October 10: Flowing
I stop and do nothing. Nothing happens. I am thinking about nothing. I listen to the passing of time. This is time, familiar and intimate. We are taken by it. The rush of seconds, hours, years that hurls us towards life then drags us towards nothingness … We inhabit time as fish live in water. Our being is being in time. Its solemn music nurtures us, opens the world to us, troubles us, frightens and lulls us. The universe unfolds into the future, dragged by time, and exists according to the order of time. What could be more universal and obvious than this flowing?

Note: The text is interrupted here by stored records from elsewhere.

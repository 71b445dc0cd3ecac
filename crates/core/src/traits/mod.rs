pub mod filestore;
pub mod notifier;
pub mod repository;

pub use filestore::*;
pub use notifier::*;
pub use repository::*;
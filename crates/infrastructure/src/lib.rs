//! 基础设施层：SQLite仓储、本地文件仓库、通知通道与可观测性

pub mod database;
pub mod filestore;
pub mod notifier;
pub mod observability;

pub use database::*;
pub use filestore::LocalFilestore;
pub use notifier::{build_notifier, DisabledNotifier, LogNotifier, WebhookNotifier};
pub use observability::*;
use async_trait::async_trait;
use serde::{Deserialize, Serialize};

use crate::SyncResult;

/// 一条待发送的通知
#[derive(Debug, Clone, PartialEq, Serialize, Deserialize)]
pub struct Notification {
    pub subject: String,
    pub body: String,
    pub recipients: Vec<String>,
}

/// 通知通道（邮件网关、webhook等）
///
/// 调用方把通知视为尽力而为：发送失败只记录日志，不影响业务结果。
#[async_trait]
pub trait Notifier: Send + Sync {
    async fn notify(&self, notification: &Notification) -> SyncResult<()>;
}
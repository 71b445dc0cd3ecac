//! 白名单字段更新的取值类型
//!
//! 区分"设置为新值"、"清空"与"不修改"三种情况。配合 `#[serde(default)]`
//! 使用时，请求中缺失的字段为 `NoChange`，显式 `null` 为 `Unset`。

use serde::{Deserialize, Serialize};

/// 单个字段的更新操作
///
/// ```rust
/// use datasync_core::types::UpdateValue;
///
/// let hostname = UpdateValue::Set("ms-host-02".to_string());
/// assert_eq!(hostname.apply_to(None), Some("ms-host-02".to_string()));
/// ```
#[derive(Debug, Clone, PartialEq, Serialize, Default)]
#[serde(untagged)]
pub enum UpdateValue<T> {
    /// 设置为指定值
    Set(T),
    /// 清空字段
    Unset,
    /// 不修改
    #[default]
    NoChange,
}

impl<T> UpdateValue<T> {
    pub fn is_change(&self) -> bool {
        !matches!(self, UpdateValue::NoChange)
    }

    /// 将更新应用到已有值
    pub fn apply_to(self, existing: Option<T>) -> Option<T> {
        match self {
            UpdateValue::Set(value) => Some(value),
            UpdateValue::Unset => None,
            UpdateValue::NoChange => existing,
        }
    }

    /// 应用到非空字段：`Unset` 保留原值
    pub fn apply_to_required(self, existing: T) -> T {
        match self {
            UpdateValue::Set(value) => value,
            UpdateValue::Unset | UpdateValue::NoChange => existing,
        }
    }
}

impl<'de, T> Deserialize<'de> for UpdateValue<T>
where
    T: Deserialize<'de>,
{
    fn deserialize<D>(deserializer: D) -> Result<Self, D::Error>
    where
        D: serde::Deserializer<'de>,
    {
        // 字段缺失由 #[serde(default)] 处理，能走到这里说明字段存在
        match Option::<T>::deserialize(deserializer)? {
            Some(value) => Ok(UpdateValue::Set(value)),
            None => Ok(UpdateValue::Unset),
        }
    }
}

/// 生成白名单更新请求结构体，附带 `has_changes`
#[macro_export]
macro_rules! update_request {
    (
        $(#[$struct_meta:meta])*
        $struct_vis:vis struct $struct_name:ident {
            $(
                $(#[$field_meta:meta])*
                $field_vis:vis $field_name:ident : $field_ty:ty
            ),* $(,)?
        }
    ) => {
        $(#[$struct_meta])*
        $struct_vis struct $struct_name {
            $(
                $(#[$field_meta])*
                $field_vis $field_name : $field_ty
            ),*
        }

        impl $struct_name {
            /// 是否包含实际变更
            pub fn has_changes(&self) -> bool {
                $(
                    self.$field_name.is_change() ||
                )* false
            }
        }
    };
}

Reality is often very different from what it seems. The Earth appears to be flat but is in fact spherical. The sun seems to revolve in the sky when it is really we who are spinning. Neither is time what it seems to be.Carlo Rovelli, The order of time
Carlo Rovelli is one of the few brave souls in physics that have accepted the challenge to conjugate the quantum realm with relativity: his answer is gravity loops.

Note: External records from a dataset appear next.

use serde::{Deserialize, Serialize};

/// Database configuration
#[derive(Debug, Clone, Serialize, Deserialize)]
pub struct DatabaseConfig {
    pub url: String,
    pub max_connections: u32,
    pub min_connections: u32,
    pub connection_timeout_seconds: u64,
    pub idle_timeout_seconds: u64,
}

impl Default for DatabaseConfig {
    fn default() -> Self {
        Self {
            url: "sqlite:data/datasync.db".to_string(),
            max_connections: 10,
            min_connections: 1,
            connection_timeout_seconds: 30,
            idle_timeout_seconds: 600,
        }
    }
}

impl DatabaseConfig {
    /// Validate database configuration
    pub fn validate(&self) -> anyhow::Result<()> {
        if self.url.is_empty() {
            return Err(anyhow::anyhow!("数据库URL不能为空"));
        }

        if !self.url.starts_with("sqlite:") {
            return Err(anyhow::anyhow!("数据库URL必须是SQLite格式 (sqlite:...)"));
        }

        if self.max_connections == 0 {
            return Err(anyhow::anyhow!("最大连接数必须大于0"));
        }

        if self.min_connections > self.max_connections {
            return Err(anyhow::anyhow!("最小连接数不能大于最大连接数"));
        }

        if self.connection_timeout_seconds == 0 {
            return Err(anyhow::anyhow!("连接超时时间必须大于0"));
        }

        Ok(())
    }

    /// 数据库文件路径，内存数据库返回 None
    pub fn file_path(&self) -> Option<&str> {
        let path = self
            .url
            .trim_start_matches("sqlite://")
            .trim_start_matches("sqlite:");
        let path = path.split('?').next().unwrap_or(path);
        if path.is_empty() || path == ":memory:" {
            None
        } else {
            Some(path)
        }
    }
}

Loop quantum gravity theory describes a universe where the space-time itself is quantised. Except that for some equations of quantum gravity, time is not needed at all.

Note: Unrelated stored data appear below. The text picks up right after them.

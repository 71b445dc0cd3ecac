use async_trait::async_trait;
use datasync_core::models::{Run, RunState};
use datasync_core::traits::RunRepository;
use datasync_core::{SyncError, SyncResult};
use sqlx::{Row, SqlitePool};
use tracing::debug;

const RUN_COLUMNS: &str = "id, title, experiment_id, machine_id, state, creator, created_at";

pub struct SqliteRunRepository {
    pool: SqlitePool,
}

impl SqliteRunRepository {
    pub fn new(pool: SqlitePool) -> Self {
        Self { pool }
    }

    fn row_to_run(row: &sqlx::sqlite::SqliteRow) -> SyncResult<Run> {
        let state: String = row.try_get("state")?;
        Ok(Run {
            id: row.try_get("id")?,
            title: row.try_get("title")?,
            experiment_id: row.try_get("experiment_id")?,
            machine_id: row.try_get("machine_id")?,
            state: state.parse()?,
            creator: row.try_get("creator")?,
            created_at: row.try_get("created_at")?,
        })
    }
}

#[async_trait]
impl RunRepository for SqliteRunRepository {
    async fn find_by_machine(&self, node_id: i64) -> SyncResult<Vec<Run>> {
        let rows = sqlx::query(&format!(
            "SELECT {RUN_COLUMNS} FROM runs WHERE machine_id = $1 ORDER BY id"
        ))
        .bind(node_id)
        .fetch_all(&self.pool)
        .await
        .map_err(SyncError::Database)?;

        rows.iter().map(Self::row_to_run).collect()
    }

    async fn find_by_id(&self, id: i64) -> SyncResult<Option<Run>> {
        let row = sqlx::query(&format!("SELECT {RUN_COLUMNS} FROM runs WHERE id = $1"))
            .bind(id)
            .fetch_optional(&self.pool)
            .await
            .map_err(SyncError::Database)?;

        row.as_ref().map(Self::row_to_run).transpose()
    }

    async fn update_state(&self, id: i64, state: RunState) -> SyncResult<()> {
        let result = sqlx::query("UPDATE runs SET state = $2 WHERE id = $1")
            .bind(id)
            .bind(state.as_str())
            .execute(&self.pool)
            .await
            .map_err(SyncError::Database)?;

        if result.rows_affected() == 0 {
            return Err(SyncError::RunNotFound { id });
        }

        debug!("更新Run状态成功: {} -> {}", id, state.as_str());
        Ok(())
    }
}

We know already from relativity that time is nothing more than an additional axis in our system of reference, with nothing more special than the fact that events move toward higher entropy. Past, present and future can all be mixed depending on where in space you are looking at a certain event. More convincing is the knowledge that at different altitudes on earth itself, time is different (there is even an app to calculate this).
Rovelli argues that time is not only confusing and messed up, but it doesn’t exist at all. It is a construct we had to invent due to our inability to look at the world with absolute precision in every detail (e.g. because of the uncertainty principle). It’s our way to give meaning and causality to events.
Of course, his is only a theory. With no experimental results supporting it. However, there is more to the story. The whole thing is complex hard-core physics, and yet his books on the topic appeal to everyone. He brought these topics to the general public. And the people loved them.
For Seven brief lessons on physics (the first book that got him really famous), the publisher originally printed only 3,000 copies – who is going to buy a book about post-newton physics after all? – Within a year, they sold 300,000 in Italy only. Now it is translated in 42 languages and has sold more than a million copies worldwide.
Sometimes we don’t give enough credit to society and its craving for knowledge. Whether time is flowing or not, that’s not the point. What matters is giving a voice to Science.
A beautiful elegant voice that people can love and understand, like Carlo Rovelli had.
Bonus – talking of voices: the latest book by Carlo Rovelli is The order of Time. The audiobook version is read by Cumberbatch. Is it only me, or this should already be enough to jump on it?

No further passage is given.